One of the best builds EVER! I love the back panel, and the amp rack.

Popsicle sticks...Who knew?


----------



## fahrfrompuken (Apr 24, 2010)

ebrit003 said:


> One of the best builds EVER! I love the back panel, and the amp rack.
> 
> Popsicle sticks...Who knew?



Yeah, some people kick it old school... they kick it elementary school!


----------



## Chaos (Oct 27, 2005)

*Re: 2006 SL55 AMG - Dynaudio, Mosconi, Illusion - a Sonus / SIS joint  200+ pics &*

My favorite part is the Compustar DC remote start interface


----------



## justicepool (Feb 5, 2011)

*Re: 2006 SL55 AMG - Dynaudio, Mosconi, Illusion - a Sonus / SIS joint  200+ pics &*

I wanted to give a major shout out to Bing, Joey, and Micah for the work they did on my car. I cannot say enough about the quality of work, customer service, and attention to details these guys put into their installs. I would not hesitate recommending them to anyone. They exceeded my expectations. 
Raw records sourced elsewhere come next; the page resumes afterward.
//! Following repository.

use std::sync::Arc;

use crate::entities::{Following, User, following, user};
use crate::map_insert_err;
use sea_orm::{
    ActiveModelTrait, ColumnTrait, DatabaseConnection, EntityTrait, FromQueryResult, JoinType,
    PaginatorTrait, QueryFilter, QueryOrder, QuerySelect, RelationTrait, Select,
};
use universe_common::{AppError, AppResult};

/// A user ID with the number of follow edges pointing at it.
#[derive(Debug, Clone, PartialEq, Eq, FromQueryResult)]
pub struct FollowerCount {
    pub user_id: String,
    pub follower_count: i64,
}

/// Following repository for database operations.
#[derive(Clone)]
pub struct FollowingRepository {
    db: Arc<DatabaseConnection>,
}

impl FollowingRepository {
    /// Create a new following repository.
    #[must_use]
    pub const fn new(db: Arc<DatabaseConnection>) -> Self {
        Self { db }
    }

    /// Find a following relationship by follower and followee.
    pub async fn find_by_pair(
        &self,
        follower_id: &str,
        followee_id: &str,
    ) -> AppResult<Option<following::Model>> {
        Following::find()
            .filter(following::Column::FollowerId.eq(follower_id))
            .filter(following::Column::FolloweeId.eq(followee_id))
            .one(self.db.as_ref())
            .await
            .map_err(|e| AppError::Database(e.to_string()))
    }

    /// Check if a user is following another user.
    pub async fn is_following(&self, follower_id: &str, followee_id: &str) -> AppResult<bool> {
        Ok(self.find_by_pair(follower_id, followee_id).await?.is_some())
    }

    /// Create a new following relationship.
    ///
    /// Returns `Conflict` when the edge already exists.
    pub async fn create(&self, model: following::ActiveModel) -> AppResult<following::Model> {
        model
            .insert(self.db.as_ref())
            .await
            .map_err(|e| map_insert_err(e, "follow"))
    }

    /// Delete a following relationship by pair. Returns whether an edge was removed.
    pub async fn delete_by_pair(&self, follower_id: &str, followee_id: &str) -> AppResult<bool> {
        let result = Following::delete_many()
            .filter(following::Column::FollowerId.eq(follower_id))
            .filter(following::Column::FolloweeId.eq(followee_id))
            .exec(self.db.as_ref())
            .await
            .map_err(|e| AppError::Database(e.to_string()))?;
        Ok(result.rows_affected > 0)
    }

    /// IDs of every user `user_id` follows.
    pub async fn followee_ids(&self, user_id: &str) -> AppResult<Vec<String>> {
        Following::find()
            .filter(following::Column::FollowerId.eq(user_id))
            .select_only()
            .column(following::Column::FolloweeId)
            .into_tuple::<String>()
            .all(self.db.as_ref())
            .await
            .map_err(|e| AppError::Database(e.to_string()))
    }

    /// Follow edges where `user_id` is the followee, newest first.
    pub async fn find_followers(&self, user_id: &str) -> AppResult<Vec<following::Model>> {
        Following::find()
            .filter(following::Column::FolloweeId.eq(user_id))
            .order_by_desc(following::Column::CreatedAt)
            .all(self.db.as_ref())
            .await
            .map_err(|e| AppError::Database(e.to_string()))
    }

    /// Follow edges where `user_id` is the follower, newest first.
    pub async fn find_following(&self, user_id: &str) -> AppResult<Vec<following::Model>> {
        Following::find()
            .filter(following::Column::FollowerId.eq(user_id))
            .order_by_desc(following::Column::CreatedAt)
            .all(self.db.as_ref())
            .await
            .map_err(|e| AppError::Database(e.to_string()))
    }

    /// Count followers of a user.
    pub async fn count_followers(&self, user_id: &str) -> AppResult<u64> {
        Following::find()
            .filter(following::Column::FolloweeId.eq(user_id))
            .count(self.db.as_ref())
            .await
            .map_err(|e| AppError::Database(e.to_string()))
    }

    /// Count following of a user.
    pub async fn count_following(&self, user_id: &str) -> AppResult<u64> {
        Following::find()
            .filter(following::Column::FollowerId.eq(user_id))
            .count(self.db.as_ref())
            .await
            .map_err(|e| AppError::Database(e.to_string()))
    }

    /// Users ranked by follower count, skipping the given IDs.
    ///
    /// Every remaining user is a candidate, including those nobody follows.
    /// Ties go to the most recently joined.
    pub async fn most_followed(
        &self,
        exclude_ids: &[String],
        limit: u64,
    ) -> AppResult<Vec<FollowerCount>> {
        Self::ranking_query(exclude_ids, limit)
            .into_model::<FollowerCount>()
            .all(self.db.as_ref())
            .await
            .map_err(|e| AppError::Database(e.to_string()))
    }

    fn ranking_query(exclude_ids: &[String], limit: u64) -> Select<User> {
        let mut query = User::find()
            .select_only()
            .column_as(user::Column::Id, "user_id")
            .column_as(following::Column::Id.count(), "follower_count")
            .join(JoinType::LeftJoin, following::Relation::Followee.def().rev());

        if !exclude_ids.is_empty() {
            query = query.filter(user::Column::Id.is_not_in(exclude_ids.to_vec()));
        }

        query
            .group_by(user::Column::Id)
            .group_by(user::Column::CreatedAt)
            .order_by_desc(following::Column::Id.count())
            .order_by_desc(user::Column::CreatedAt)
            .limit(limit)
    }
}

#[cfg(test)]
#[allow(clippy::unwrap_used)]
mod tests {
    use super::*;
    use chrono::Utc;
    use sea_orm::{DatabaseBackend, MockDatabase, MockExecResult, QueryTrait};

    fn create_test_following(id: &str, follower_id: &str, followee_id: &str) -> following::Model {
        following::Model {
            id: id.to_string(),
            follower_id: follower_id.to_string(),
            followee_id: followee_id.to_string(),
            created_at: Utc::now().into(),
        }
    }

    #[tokio::test]
    async fn test_is_following_true() {
        let edge = create_test_following("f1", "alice", "bob");

        let db = Arc::new(
            MockDatabase::new(DatabaseBackend::Postgres)
                .append_query_results([[edge]])
                .into_connection(),
        );

        let repo = FollowingRepository::new(db);
        assert!(repo.is_following("alice", "bob").await.unwrap());
    }

    #[tokio::test]
    async fn test_is_following_false() {
        let db = Arc::new(
            MockDatabase::new(DatabaseBackend::Postgres)
                .append_query_results([Vec::<following::Model>::new()])
                .into_connection(),
        );

        let repo = FollowingRepository::new(db);
        assert!(!repo.is_following("alice", "bob").await.unwrap());
    }

    #[tokio::test]
    async fn test_delete_by_pair_without_edge_is_noop() {
        let db = Arc::new(
            MockDatabase::new(DatabaseBackend::Postgres)
                .append_exec_results([MockExecResult {
                    last_insert_id: 0,
                    rows_affected: 0,
                }])
                .into_connection(),
        );

        let repo = FollowingRepository::new(db);
        assert!(!repo.delete_by_pair("alice", "bob").await.unwrap());
    }

    #[tokio::test]
    async fn test_count_followers() {
        let db = Arc::new(
            MockDatabase::new(DatabaseBackend::Postgres)
                .append_query_results([[maplit::btreemap! {
                    "num_items" => sea_orm::Value::BigInt(Some(3))
                }]])
                .into_connection(),
        );

        let repo = FollowingRepository::new(db);
        assert_eq!(repo.count_followers("bob").await.unwrap(), 3);
    }

    #[tokio::test]
    async fn test_most_followed_includes_users_without_followers() {
        let db = Arc::new(
            MockDatabase::new(DatabaseBackend::Postgres)
                .append_query_results([[
                    maplit::btreemap! {
                        "user_id" => sea_orm::Value::from("carol"),
                        "follower_count" => sea_orm::Value::BigInt(Some(3)),
                    },
                    maplit::btreemap! {
                        "user_id" => sea_orm::Value::from("frank"),
                        "follower_count" => sea_orm::Value::BigInt(Some(0)),
                    },
                    maplit::btreemap! {
                        "user_id" => sea_orm::Value::from("eve"),
                        "follower_count" => sea_orm::Value::BigInt(Some(0)),
                    },
                    maplit::btreemap! {
                        "user_id" => sea_orm::Value::from("dave"),
                        "follower_count" => sea_orm::Value::BigInt(Some(0)),
                    },
                ]])
                .into_connection(),
        );

        let repo = FollowingRepository::new(db);
        let ranked = repo
            .most_followed(&["alice".to_string()], 5)
            .await
            .unwrap();

        assert_eq!(ranked.len(), 4);
        assert_eq!(ranked[0].user_id, "carol");
        assert_eq!(ranked[0].follower_count, 3);
        assert_eq!(ranked[3].follower_count, 0);
    }

    #[test]
    fn test_ranking_query_starts_from_users() {
        let sql = FollowingRepository::ranking_query(&["alice".to_string()], 5)
            .build(DatabaseBackend::Postgres)
            .to_string();

        assert!(sql.contains(r#"FROM "user" LEFT JOIN "following""#));
        assert!(sql.contains(r#""user"."id" NOT IN ('alice')"#));
        assert!(sql.contains(r#"ORDER BY COUNT("following"."id") DESC, "user"."created_at" DESC"#));
        assert!(sql.ends_with("LIMIT 5"));
    }

    #[tokio::test]
    async fn test_followee_ids() {
        let db = Arc::new(
            MockDatabase::new(DatabaseBackend::Postgres)
                .append_query_results([[
                    maplit::btreemap! { "followee_id" => sea_orm::Value::from("bob") },
                    maplit::btreemap! { "followee_id" => sea_orm::Value::from("carol") },
                ]])
                .into_connection(),
        );

        let repo = FollowingRepository::new(db);
        let ids = repo.followee_ids("alice").await.unwrap();

        assert_eq!(ids, vec!["bob".to_string(), "carol".to_string()]);
    }
}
I didn't want a "flashy" install. I did not believe that was becoming of an SL55 AMG. I wanted the install to appear like it came from the factory. BUT, not just any factory install, like it came from the Mercedes AMG custom shop. I wanted it to blend in with the car, but when people realized what it was, I wanted them to have the WOW factor. I did NOT want an aftermarket dash kit to be used with the head unit. I wanted everything to be custom, but have a factory appearance. Since this is a convertible, I wanted to have a strong bass response even with the top down. Soooo.....I shipped my car from Texas to California and everyone has the pleasure of seeing yet another example of the quality work these guys put out. 

The sound is amazing. I now have the pleasure of driving a 500+ HP concert hall on wheels! 

Thank you soooooo much Bing, Joey, and Micah!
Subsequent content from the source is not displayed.